The app
I’ve spent some recent spare time putting together a Bike Price Guide web app. I use the eBay API to scrape listings, then serve the completed listings in a searchable UI.
It can help when pricing out a bike or components you may be interested in buying or selling.
I took motivation for this from a few similar sites that exist for vinyl record auctions (Gripsweat, Popsike, or Roots Vinyl Guide). The first two sell subscription services, the final one serves ads. Mine does neither (yet?).
The tech
There are two pieces to this app:
- Scraping data from eBay.
- Serving the web app.
Scraping data from eBay
There is no easy way to query eBay’s API for completed items directly. The findCompletedItems endpoint is deprecated, and the replacement Marketplace Insights API is restricted. So, we first have to query for live listings, wait for those to expire, and then query the listings again after completion.
I’ve got two python scripts running for this, both are running as cron jobs on my DigitalOcean droplet.
The first uses eBay’s FindingService to load the most recently added items. I query recently added items so that I can capture fixed price (“Buy It Now”) items that may sell quickly after listing. I store the item ID and ending timestamps returned from the FindingService in a sqlite3 table. The second script queries that table for items that have completed, and then queries the TradingService for the completed item’s information.
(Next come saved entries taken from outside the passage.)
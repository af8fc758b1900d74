use actix_web::{http::StatusCode, HttpRequest, HttpResponse};
use serde::Serialize;
use std::io::Write;
use std::path::Path;
use tempfile::NamedTempFile;
use crate::models::models::Outcome;

pub fn now() -> chrono::DateTime<chrono::Utc> {
    chrono::Utc::now()
}

/// Serializes `value` the way the data file has always been laid out:
/// pretty-printed with four-space indentation.
pub fn to_json_pretty<T: Serialize>(value: &T) -> serde_json::Result<Vec<u8>> {
    let mut buf = Vec::new();
    let formatter = serde_json::ser::PrettyFormatter::with_indent(b"    ");
    let mut ser = serde_json::Serializer::with_formatter(&mut buf, formatter);
    value.serialize(&mut ser)?;
    Ok(buf)
}

/// Replaces `path` with `bytes` in one step.
///
/// The bytes go to a temporary file in the same directory, which is synced and
/// then renamed over the target, so readers of `path` see either the old or
/// the new contents and never a truncated file. On unix the directory is
/// synced after the rename so the new entry survives a crash.
pub fn write_atomic(path: &Path, bytes: &[u8]) -> std::io::Result<()> {
    let dir = match path.parent() {
        Some(p) if !p.as_os_str().is_empty() => p,
        _ => Path::new("."),
    };

    let mut tmp = NamedTempFile::new_in(dir)?;
    tmp.write_all(bytes)?;
    tmp.as_file().sync_all()?;
    tmp.persist(path).map_err(|e| e.error)?;

    #[cfg(unix)]
    std::fs::File::open(dir)?.sync_all()?;

    Ok(())
}

pub fn bearer_token(req: &HttpRequest) -> Option<&str> {
    req.headers()
        .get("Authorization")?
        .to_str()
        .ok()?
        .strip_prefix("Bearer ")
}

pub fn respond<T: Serialize>(status: StatusCode, message: impl Into<String>, data: Option<T>) -> HttpResponse {
    HttpResponse::build(status).json(Outcome::ok(message, data))
}
pub mod models;
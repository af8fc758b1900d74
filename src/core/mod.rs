pub mod db;
pub mod errors;
pub mod helpers;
It stores the results of each item, including all images in the same sqlite3 db.
The output of the scraping system is a single sqlite3db with three tables, one for items that we are waiting to complete, one for items that have completed, and one for images from the completed items.
Serving the web app
I serve the webapp using the same database populated by our scraping system.
The app is served using Flask with jinja2 templating. I haven’t added any css styling, and the only javascript is Google Analytics.
I run the Flask app on my DigitalOcean droplet using uWSGI.
Lessons learned
Aside from this blog, this is the first project outside of my real work in a long time that I’ve shipped and made public to any degree. So, that’s fun.
Some quick lessons learned / rehashed:
- Sqlite3 is just plain awesome. The entire bike price guide is served from 1 python file, 3 html templates, and 1 sqlite3 db. The db contains all eBay items and all images. I expect it to scale without issue in terms of number of items in the db. If the app ever gets non-trivial traffic, or if I want to serve from more than a single droplet instance, I may have some other considerations.
- Just write the tests. I wouldn’t write untested code at work, but for fun hobby projects? YOLO! In reality, I made a few silly errors because of it. Nothing that really caused issues, but one or two simple tests on the endpoints would have saved a few faulty commits.
- Ship the thing. A goal with this blog and these projects is to build, ship, and move. Sure this app has some room for improvement and I could nit the code, but it was a quick project and it’s time to mooooove on.
What’s next
I’m going to let this run for a while. It doesn’t really add any value until it’s been collecting items for longer than 3 months. At that point, the app will be serving older data than is available directly through eBay.
I’ll also likely pick another category and run a second app for funsies.
Eventually, I may decide to move it over to its own domain, give it some styling, and monetize it.
For now though, it was a fun little side project, and I’m going to put it aside to move onto the next project!